// -------------------------------------------------------------------------------------------------
//  Copyright (C) 2015-2025 Nautech Systems Pty Ltd. All rights reserved.
//  https://nautechsystems.io
//
//  Licensed under the GNU Lesser General Public License Version 3.0 (the "License");
//  You may not use this file except in compliance with the License.
//  You may obtain a copy of the License at https://www.gnu.org/licenses/lgpl-3.0.en.html
//
//  Unless required by applicable law or agreed to in writing, software
//  distributed under the License is distributed on an "AS IS" BASIS,
//  WITHOUT WARRANTIES OR CONDITIONS OF ANY KIND, either express or implied.
//  See the License for the specific language governing permissions and
//  limitations under the License.
// -------------------------------------------------------------------------------------------------


pub const FTX_HTTP_URL: &str = "https://ftx.com";

pub const FTX_API_KEY_VAR: &str = "FTX_API_KEY";
pub const FTX_API_SECRET_VAR: &str = "FTX_API_SECRET";
pub const FTX_SUBACCOUNT_VAR: &str = "FTX_SUBACCOUNT";

pub const FTX_HEADER_KEY: &str = "FTX-KEY";
pub const FTX_HEADER_SIGN: &str = "FTX-SIGN";
pub const FTX_HEADER_TS: &str = "FTX-TS";
pub const FTX_HEADER_SUBACCOUNT: &str = "FTX-SUBACCOUNT";

/// Query key that bounds order history from above, in unix seconds.
pub const FTX_END_TIME_PARAM: &str = "end_time";
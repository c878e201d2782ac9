// -------------------------------------------------------------------------------------------------
//  Copyright (C) 2015-2025 Nautech Systems Pty Ltd. All rights reserved.
//  https://nautechsystems.io
//
//  Licensed under the GNU Lesser General Public License Version 3.0 (the "License");
//  You may not use this file except in compliance with the License.
//  You may obtain a copy of the License at https://www.gnu.org/licenses/lgpl-3.0.en.html
//
//  Unless required by applicable law or agreed to in writing, software
//  distributed under the License is distributed on an "AS IS" BASIS,
//  WITHOUT WARRANTIES OR CONDITIONS OF ANY KIND, either express or implied.
//  See the License for the specific language governing permissions and
//  limitations under the License.
// -------------------------------------------------------------------------------------------------


//! Enumerations for FTX order fields.

use serde::{Deserialize, Serialize};
use strum::{AsRefStr, Display, EnumString};

#[derive(
    Copy, Clone, Debug, Display, PartialEq, Eq, Hash, AsRefStr, EnumString, Serialize, Deserialize,
)]
#[strum(ascii_case_insensitive, serialize_all = "lowercase")]
#[serde(rename_all = "lowercase")]
pub enum FtxOrderSide {
    Buy,
    Sell,
}

#[derive(
    Copy,
    Clone,
    Debug,
    Default,
    Display,
    PartialEq,
    Eq,
    Hash,
    AsRefStr,
    EnumString,
    Serialize,
    Deserialize,
)]
#[strum(ascii_case_insensitive, serialize_all = "lowercase")]
#[serde(rename_all = "lowercase")]
pub enum FtxOrderType {
    #[default]
    Limit,
    Market,
}

/// Lifecycle state reported for an order.
#[derive(
    Copy, Clone, Debug, Display, PartialEq, Eq, Hash, AsRefStr, EnumString, Serialize, Deserialize,
)]
#[strum(ascii_case_insensitive, serialize_all = "lowercase")]
#[serde(rename_all = "lowercase")]
pub enum FtxOrderStatus {
    New,
    Open,
    Closed,
}

#[cfg(test)]
mod tests {
    use std::str::FromStr;

    use rstest::rstest;

    use super::*;

    #[rstest]
    #[case(FtxOrderSide::Buy, "buy")]
    #[case(FtxOrderSide::Sell, "sell")]
    fn test_side_wire_format(#[case] side: FtxOrderSide, #[case] expected: &str) {
        assert_eq!(side.to_string(), expected);
        assert_eq!(serde_json::to_value(side).unwrap(), expected);
        assert_eq!(FtxOrderSide::from_str(&expected.to_uppercase()).unwrap(), side);
    }

    #[rstest]
    fn test_status_deserializes() {
        let status: FtxOrderStatus = serde_json::from_str("\"closed\"").unwrap();
        assert_eq!(status, FtxOrderStatus::Closed);
    }
}
// -------------------------------------------------------------------------------------------------
//  Copyright (C) 2015-2025 Nautech Systems Pty Ltd. All rights reserved.
//  https://nautechsystems.io
//
//  Licensed under the GNU Lesser General Public License Version 3.0 (the "License");
//  You may not use this file except in compliance with the License.
//  You may obtain a copy of the License at https://www.gnu.org/licenses/lgpl-3.0.en.html
//
//  Unless required by applicable law or agreed to in writing, software
//  distributed under the License is distributed on an "AS IS" BASIS,
//  WITHOUT WARRANTIES OR CONDITIONS OF ANY KIND, either express or implied.
//  See the License for the specific language governing permissions and
//  limitations under the License.
// -------------------------------------------------------------------------------------------------


//! Bitfinex v2 HTTP client.
//!
//! Authenticated endpoints are all `POST` requests whose JSON body is part of the signature.
//! Array-shaped responses are returned as [`Value`] unless a typed model exists.

use std::{collections::HashSet, num::NonZeroU32, sync::Arc};

use kestrel_rest::{
    EmptyBodyPolicy, Page, Params, RequestSpec, RestClient, RestError, fetch_all_pages,
};
use serde_json::Value;

use super::{
    endpoints::{
        ORDER_CANCEL, ORDER_SUBMIT, ORDER_UPDATE, POSITIONS, POSITIONS_HISTORY, WALLETS,
        WALLETS_HISTORY, active_orders_path, book_path, orders_history_path, ticker_path,
        trades_history_path,
    },
    models::{BitfinexTradingTicker, BitfinexWallet},
};
use crate::{
    common::{
        consts::{
            BITFINEX_HISTORY_PAGE_LIMIT, BITFINEX_ORDER_MTS_INDEX, BITFINEX_PRIVATE_HTTP_URL,
            BITFINEX_PUBLIC_HTTP_URL, BITFINEX_TRADE_MTS_INDEX,
        },
        enums::{BitfinexBookPrecision, BitfinexOrderType},
        signer::{BitfinexSigner, BitfinexValidator},
    },
    config::BitfinexHttpConfig,
};

/// Provides a HTTP client for connecting to the [Bitfinex](https://bitfinex.com) REST API.
#[derive(Clone, Debug)]
pub struct BitfinexHttpClient {
    public: Arc<RestClient>,
    private: Arc<RestClient>,
}

impl BitfinexHttpClient {
    /// Creates a new [`BitfinexHttpClient`] from `config`.
    ///
    /// # Errors
    ///
    /// Returns an error if either underlying HTTP client cannot be created.
    pub fn new(config: &BitfinexHttpConfig) -> Result<Self, RestError> {
        let signer = Arc::new(BitfinexSigner);
        let validator = Arc::new(BitfinexValidator);

        let public = RestClient::from_config(
            &config.public_rest_config(),
            BITFINEX_PUBLIC_HTTP_URL,
            None,
            signer.clone(),
            validator.clone(),
        )?;
        let private = RestClient::from_config(
            &config.private_rest_config(),
            BITFINEX_PRIVATE_HTTP_URL,
            config.credential(),
            signer,
            validator,
        )?;

        Ok(Self {
            public: Arc::new(public),
            private: Arc::new(private),
        })
    }

    /// Returns true if the client can call authenticated endpoints.
    #[must_use]
    pub fn has_credential(&self) -> bool {
        self.private.has_credential()
    }

    /// Returns the public host base URL.
    #[must_use]
    pub fn public_base_url(&self) -> &str {
        self.public.base_url()
    }

    /// Returns the authenticated host base URL.
    #[must_use]
    pub fn private_base_url(&self) -> &str {
        self.private.base_url()
    }

    async fn post(&self, path: impl Into<String>, params: Params) -> Result<Value, RestError> {
        self.private
            .send(RequestSpec::post(path, params).authenticated())
            .await
    }

    // =========================================================================
    // Public
    // =========================================================================

    /// Fetches the ticker for a trading (`tBTCUSD`) or funding (`fUSD`) symbol.
    ///
    /// # References
    ///
    /// - <https://docs.bitfinex.com/reference/rest-public-ticker>
    pub async fn http_get_ticker(&self, symbol: &str) -> Result<Value, RestError> {
        self.public
            .send(RequestSpec::get(ticker_path(symbol), Params::new()))
            .await
    }

    /// Fetches the ticker for a trading pair as a typed row.
    ///
    /// # Errors
    ///
    /// Returns an error if the request fails or `symbol` is not a trading pair.
    pub async fn http_get_trading_ticker(
        &self,
        symbol: &str,
    ) -> Result<BitfinexTradingTicker, RestError> {
        self.public
            .send_json(RequestSpec::get(ticker_path(symbol), Params::new()))
            .await
    }

    /// Fetches the order book at the given precision; `params` may carry `len`.
    ///
    /// # References
    ///
    /// - <https://docs.bitfinex.com/reference/rest-public-book>
    pub async fn http_get_book(
        &self,
        symbol: &str,
        precision: BitfinexBookPrecision,
        params: &Params,
    ) -> Result<Value, RestError> {
        let path = book_path(symbol, precision.as_ref());
        self.public
            .send(RequestSpec::get(path, params.clone()))
            .await
    }

    // =========================================================================
    // Wallets
    // =========================================================================

    /// Fetches all wallet balances.
    ///
    /// # References
    ///
    /// - <https://docs.bitfinex.com/reference/rest-auth-wallets>
    pub async fn http_get_wallets(&self) -> Result<Vec<BitfinexWallet>, RestError> {
        self.private
            .send_json(RequestSpec::post(WALLETS, Params::new()).authenticated())
            .await
    }

    /// Fetches wallet balances at a point in time (`end`, `currency`).
    ///
    /// # References
    ///
    /// - <https://docs.bitfinex.com/reference/rest-auth-wallets-hist>
    pub async fn http_get_wallet_history(&self, params: &Params) -> Result<Value, RestError> {
        self.post(WALLETS_HISTORY, params.clone()).await
    }

    // =========================================================================
    // Orders
    // =========================================================================

    /// Fetches active orders, optionally for one symbol.
    ///
    /// The request is sent without a body, matching what the exchange signs.
    ///
    /// # References
    ///
    /// - <https://docs.bitfinex.com/reference/rest-auth-retrieve-orders>
    pub async fn http_get_active_orders(&self, symbol: Option<&str>) -> Result<Value, RestError> {
        let spec = RequestSpec::post(active_orders_path(symbol), Params::new())
            .authenticated()
            .with_empty_body(EmptyBodyPolicy::Omit);
        self.private.send(spec).await
    }

    /// Submits an order.
    ///
    /// `amount` is positive to buy and negative to sell. `extra` is appended after the required
    /// fields (`flags`, `cid`, `lev`, ...).
    ///
    /// # References
    ///
    /// - <https://docs.bitfinex.com/reference/rest-auth-submit-order>
    pub async fn http_submit_order(
        &self,
        order_type: BitfinexOrderType,
        symbol: &str,
        amount: &str,
        price: Option<&str>,
        extra: &Params,
    ) -> Result<Value, RestError> {
        let mut params = Params::new()
            .with("type", order_type.to_string())
            .with("symbol", symbol)
            .with_opt("price", price)
            .with("amount", amount);
        params.extend(extra.iter().map(|(k, v)| (k.clone(), v.clone())));
        self.post(ORDER_SUBMIT, params).await
    }

    /// Updates an existing order.
    ///
    /// # References
    ///
    /// - <https://docs.bitfinex.com/reference/rest-auth-update-order>
    pub async fn http_update_order(
        &self,
        order_id: u64,
        params: &Params,
    ) -> Result<Value, RestError> {
        let mut body = Params::new().with("id", order_id);
        body.extend(params.iter().map(|(k, v)| (k.clone(), v.clone())));
        self.post(ORDER_UPDATE, body).await
    }

    /// Cancels an order by `id` or by `cid` and `cid_date`.
    ///
    /// # References
    ///
    /// - <https://docs.bitfinex.com/reference/rest-auth-cancel-order>
    pub async fn http_cancel_order(&self, params: &Params) -> Result<Value, RestError> {
        self.post(ORDER_CANCEL, params.clone()).await
    }

    /// Fetches closed orders, newest first (`start`, `end`, `limit`, `id`).
    ///
    /// # References
    ///
    /// - <https://docs.bitfinex.com/reference/rest-auth-orders-history>
    pub async fn http_get_orders_history(
        &self,
        symbol: Option<&str>,
        params: &Params,
    ) -> Result<Value, RestError> {
        self.post(orders_history_path(symbol), params.clone()).await
    }

    /// Walks order history backwards in time across up to `max_pages` pages.
    pub async fn http_get_orders_history_all(
        &self,
        symbol: Option<&str>,
        params: &Params,
        max_pages: NonZeroU32,
    ) -> Result<Vec<Value>, RestError> {
        self.history_all(
            &orders_history_path(symbol),
            params,
            BITFINEX_ORDER_MTS_INDEX,
            max_pages,
        )
        .await
    }

    // =========================================================================
    // Trades and positions
    // =========================================================================

    /// Fetches executed trades, newest first.
    ///
    /// # References
    ///
    /// - <https://docs.bitfinex.com/reference/rest-auth-trades>
    pub async fn http_get_trades_history(
        &self,
        symbol: Option<&str>,
        params: &Params,
    ) -> Result<Value, RestError> {
        self.post(trades_history_path(symbol), params.clone()).await
    }

    /// Walks trade history backwards in time across up to `max_pages` pages.
    pub async fn http_get_trades_history_all(
        &self,
        symbol: Option<&str>,
        params: &Params,
        max_pages: NonZeroU32,
    ) -> Result<Vec<Value>, RestError> {
        self.history_all(
            &trades_history_path(symbol),
            params,
            BITFINEX_TRADE_MTS_INDEX,
            max_pages,
        )
        .await
    }

    /// Fetches active positions.
    ///
    /// # References
    ///
    /// - <https://docs.bitfinex.com/reference/rest-auth-positions>
    pub async fn http_get_active_positions(&self) -> Result<Value, RestError> {
        self.post(POSITIONS, Params::new()).await
    }

    /// Fetches closed positions (`start`, `end`, `limit`).
    ///
    /// # References
    ///
    /// - <https://docs.bitfinex.com/reference/rest-auth-positions-hist>
    pub async fn http_get_positions_history(&self, params: &Params) -> Result<Value, RestError> {
        self.post(POSITIONS_HISTORY, params.clone()).await
    }

    async fn history_all(
        &self,
        path: &str,
        params: &Params,
        mts_index: usize,
        max_pages: NonZeroU32,
    ) -> Result<Vec<Value>, RestError> {
        let mut base = params.clone();
        let limit = match base.get_u64("limit") {
            Some(limit) => limit,
            None => {
                base.set("limit", BITFINEX_HISTORY_PAGE_LIMIT);
                BITFINEX_HISTORY_PAGE_LIMIT
            }
        };
        let initial_end = base.get_u64("end");
        tracing::debug!(path, limit, ?initial_end, "Walking history");
        let private = &self.private;
        let base = &base;

        let rows = fetch_all_pages(
            move |end: Option<u64>| {
                let mut body = base.clone();
                if let Some(end) = end {
                    body.set("end", end);
                }
                let spec = RequestSpec::post(path, body).authenticated();
                async move { history_page(private.send(spec).await?, mts_index, limit) }
            },
            initial_end,
            max_pages,
        )
        .await?;
        Ok(dedup_rows(rows))
    }
}

/// Splits a newest-first history page into its rows and the `end` cursor for the next page.
///
/// A page shorter than `limit` is the last one. Otherwise the next page ends at the oldest
/// timestamp seen. `end` is inclusive, so rows sharing that millisecond are fetched again and
/// dropped by [`dedup_rows`].
fn history_page(body: Value, mts_index: usize, limit: u64) -> Result<Page<Value, u64>, RestError> {
    let Value::Array(rows) = body else {
        return Err(RestError::Serialization(format!(
            "expected an array of history rows, was {body}"
        )));
    };

    if (rows.len() as u64) < limit {
        return Ok(Page::last(rows));
    }

    let next_end = rows
        .iter()
        .filter_map(|row| row.get(mts_index).and_then(Value::as_u64))
        .min();
    Ok(Page::new(rows, next_end))
}

/// Keeps the first occurrence of each row id (index 0), preserving order.
///
/// Rows without a numeric id are kept as they are.
fn dedup_rows(mut rows: Vec<Value>) -> Vec<Value> {
    let mut seen = HashSet::with_capacity(rows.len());
    rows.retain(|row| row.get(0).and_then(Value::as_u64).is_none_or(|id| seen.insert(id)));
    rows
}

////////////////////////////////////////////////////////////////////////////////
// Tests
////////////////////////////////////////////////////////////////////////////////

#[cfg(test)]
mod tests {
    use rstest::rstest;
    use serde_json::json;

    use super::*;

    #[rstest]
    fn test_history_page_short_page_is_last() {
        let page = history_page(json!([[1, 0, 0, "tBTCUSD", 1000]]), 4, 2).unwrap();
        assert_eq!(page.items.len(), 1);
        assert_eq!(page.next_cursor, None);
    }

    #[rstest]
    fn test_history_page_full_page_continues_from_oldest() {
        let page = history_page(
            json!([[2, "tBTCUSD", 3000], [1, "tBTCUSD", 2000]]),
            BITFINEX_TRADE_MTS_INDEX,
            2,
        )
        .unwrap();
        assert_eq!(page.next_cursor, Some(2000));
    }

    #[rstest]
    fn test_dedup_rows_drops_repeated_ids() {
        let rows = vec![
            json!([4, "tBTCUSD", 4000]),
            json!([3, "tBTCUSD", 4000]),
            json!([3, "tBTCUSD", 4000]),
            json!(["no-id"]),
            json!([2, "tBTCUSD", 2000]),
        ];

        let ids: Vec<Value> = dedup_rows(rows).into_iter().map(|row| row[0].clone()).collect();

        assert_eq!(ids, vec![json!(4), json!(3), json!("no-id"), json!(2)]);
    }

    #[rstest]
    fn test_history_page_rejects_object() {
        let result = history_page(json!({"oops": true}), 4, 2);
        assert!(matches!(result, Err(RestError::Serialization(_))));
    }
}
// -------------------------------------------------------------------------------------------------
//  Copyright (C) 2015-2025 Nautech Systems Pty Ltd. All rights reserved.
//  https://nautechsystems.io
//
//  Licensed under the GNU Lesser General Public License Version 3.0 (the "License");
//  You may not use this file except in compliance with the License.
//  You may obtain a copy of the License at https://www.gnu.org/licenses/lgpl-3.0.en.html
//
//  Unless required by applicable law or agreed to in writing, software
//  distributed under the License is distributed on an "AS IS" BASIS,
//  WITHOUT WARRANTIES OR CONDITIONS OF ANY KIND, either express or implied.
//  See the License for the specific language governing permissions and
//  limitations under the License.
// -------------------------------------------------------------------------------------------------


//! FTX HTTP client, endpoints and payloads.

pub mod client;
pub mod endpoints;
pub mod models;
pub mod query;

===

#### [What is required]
Provide the number of lines in the listing where the string "BitfinexBookPrecision" is found, and nothing besides.

#### [Reply to the exercise]
2